Kellogg’s fires 1,400 striking employees after bitter battle over benefits

The Kellogg Company, the largest producer of breakfast cereals in the United States, is to “permanently replace” 1,400 workers who have been on strike since early October.

The decision comes after months of bitter battle between the company and the union. The parties reached a preliminary agreement last week, in which employees would receive an annual wage increase of 3 percent. That would apply for five years, but it was rejected by “an overwhelming majority of staff,” unions said. “The members have spoken. The strike continues.”

The workers want more pay increases because they work more than 80 hours a week and they kept the factories running during the pandemic.

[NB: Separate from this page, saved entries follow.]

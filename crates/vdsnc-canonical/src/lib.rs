//! Deterministic JSON canonicalisation.
//!
//! Produces a single byte representation of a JSON value: object keys
//! sorted by UTF-16 code units, no inter-token whitespace, JSON string
//! escapes only where required, and numbers rendered the way ECMAScript's
//! `Number::toString` renders them. The output is the byte string signed
//! by a seal issuer, so byte identity across runs and platforms is the
//! whole point.
#![deny(warnings, clippy::all, clippy::pedantic)]
#![warn(missing_docs)]

pub mod error;
pub mod number;
pub mod serializer;

pub use error::CanonicalizeError;
pub use serializer::{canonicalize, canonicalize_value};
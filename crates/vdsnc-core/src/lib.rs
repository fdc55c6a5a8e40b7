//! Core domain types for VDS-NC verification.
#![deny(warnings, clippy::all, clippy::pedantic)]
#![warn(missing_docs)]

pub mod base64url;
pub mod error;
pub mod types;
pub mod vds;

pub use error::VdsDecodeError;
pub use types::Sha256Digest;
pub use vds::{decode_vds, Header, Message, SignatureAlgorithmId, Vds, VdsData, VdsSignature};
//! Eagerly decoded values for UNIVERSAL primitives.

use chrono::{DateTime, Utc};

/// A convenient decoded form attached to a node where the tag allows one.
#[derive(Debug, Clone, PartialEq, Eq)]
pub enum Value {
    /// BOOLEAN contents.
    Boolean(bool),
    /// INTEGER contents with leading zero octets stripped.
    Integer(Vec<u8>),
    /// BIT STRING contents with the unused-bits octet removed.
    BitString(Vec<u8>),
    /// Raw octets (OCTET STRING that did not reparse, or an unrecognised
    /// string type).
    Bytes(Vec<u8>),
    /// NULL.
    Null,
    /// OBJECT IDENTIFIER in dotted-decimal form.
    ObjectIdentifier(String),
    /// UTF8String / PrintableString / IA5String contents, or the UTF-8
    /// view of a context-specific body.
    Utf8(String),
    /// UTCTime or GeneralizedTime.
    Time(DateTime<Utc>),
}

impl Value {
    /// The string form of this value, if it has one.
    #[must_use]
    pub fn as_str(&self) -> Option<&str> {
        match self {
            Value::Utf8(s) | Value::ObjectIdentifier(s) => Some(s),
            _ => None,
        }
    }
}
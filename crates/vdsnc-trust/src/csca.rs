//! A trust-anchor certificate and its revocation data.

use vdsnc_core::Sha256Digest;
use vdsnc_x509::{pem, Certificate, X509Error};

use crate::crl::Crl;

/// A Country Signing CA certificate as configured by the host: the DER
/// bytes, the SHA-256 the host claims for them, and the CRL covering
/// certificates this CSCA issued.
///
/// The claimed digest is deliberately *not* checked here; the verifier
/// re-computes it on every use so tampering after startup is still
/// caught.
#[derive(Debug, Clone)]
pub struct CscaCertificate {
    der: Vec<u8>,
    sha256: Sha256Digest,
    crl: Crl,
}

impl CscaCertificate {
    /// Build a trust anchor from PEM or DER certificate bytes.
    ///
    /// The input is normalised to DER (the form the declared SHA-256 must
    /// cover) and parsed once so a malformed anchor fails at startup.
    ///
    /// # Errors
    ///
    /// Returns [`X509Error`] when the input is neither a parseable DER
    /// certificate nor a PEM wrapper around one.
    pub fn new(input: &[u8], sha256: Sha256Digest, crl: Crl) -> Result<Self, X509Error> {
        let der = if pem::is_pem(input) {
            pem::decode_certificate(input)?
        } else {
            input.to_vec()
        };
        Certificate::from_der(&der)?;
        Ok(CscaCertificate { der, sha256, crl })
    }

    /// The certificate DER bytes.
    #[must_use]
    pub fn der(&self) -> &[u8] {
        &self.der
    }

    /// The SHA-256 digest the host declared for the DER bytes.
    #[must_use]
    pub fn sha256(&self) -> &Sha256Digest {
        &self.sha256
    }

    /// The CRL covering certificates issued by this CSCA.
    #[must_use]
    pub fn crl(&self) -> &Crl {
        &self.crl
    }

    /// Re-parse the X.509 view.
    ///
    /// # Errors
    ///
    /// Returns [`X509Error`] when the stored DER no longer parses.
    pub fn parse(&self) -> Result<Certificate, X509Error> {
        Certificate::from_der(&self.der)
    }

    /// The subject country attribute, used to match a seal's BSC to its
    /// candidate CSCAs.
    #[must_use]
    pub fn subject_country(&self) -> Option<String> {
        self.parse().ok()?.subject_country()
    }
}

They demand better retirement benefits and want management to abandon plans for a two-tier compensation system that would give new workers to the factories less pay and benefits than those who have worked there longer.

Treated worse than machines

“Just a year ago, we were called heroes because we worked through the pandemic, seven days a week, 16 hours a day,” said union leader Trevor Bidelman, whose family has worked for Kellogg’s for four generations. “Now we are apparently not heroes anymore.”

Factory workers often work seven days a week and are not allowed to take time off. “We don’t have a weekend, sometimes we work 100 to 130 days in a row,” says Bidelman. “The machines here run for 28 days and then are shut down for three days to be cleaned. So they treat us worse than their machines.”

Heavy, poorly paid factory jobs

Hundreds of grain mill workers in Michigan, Lancaster, Memphis and Battle Creek, among others, have now been forced to leave. “This is not what we were aiming for, but we need to take steps now to ensure continuity,” said Chris Hood, CEO of Kellogg North America. “We owe it to our customers to continue to supply the grains they know and love.”

Kellogg’s kept the factories running for the past two months by putting managers and temporary staff on the assembly line. The multinational also ordered breakfast cereals from factories abroad to serve the American market.

According to labor market experts, it will be a challenge for Kellogg’s to find replacements for the 1,400 laid-off employees. The labor market in America is tight, there are a record number of vacancies and personnel is difficult to find. In addition, heavy, poorly paid factory jobs with irregular working hours are not very popular.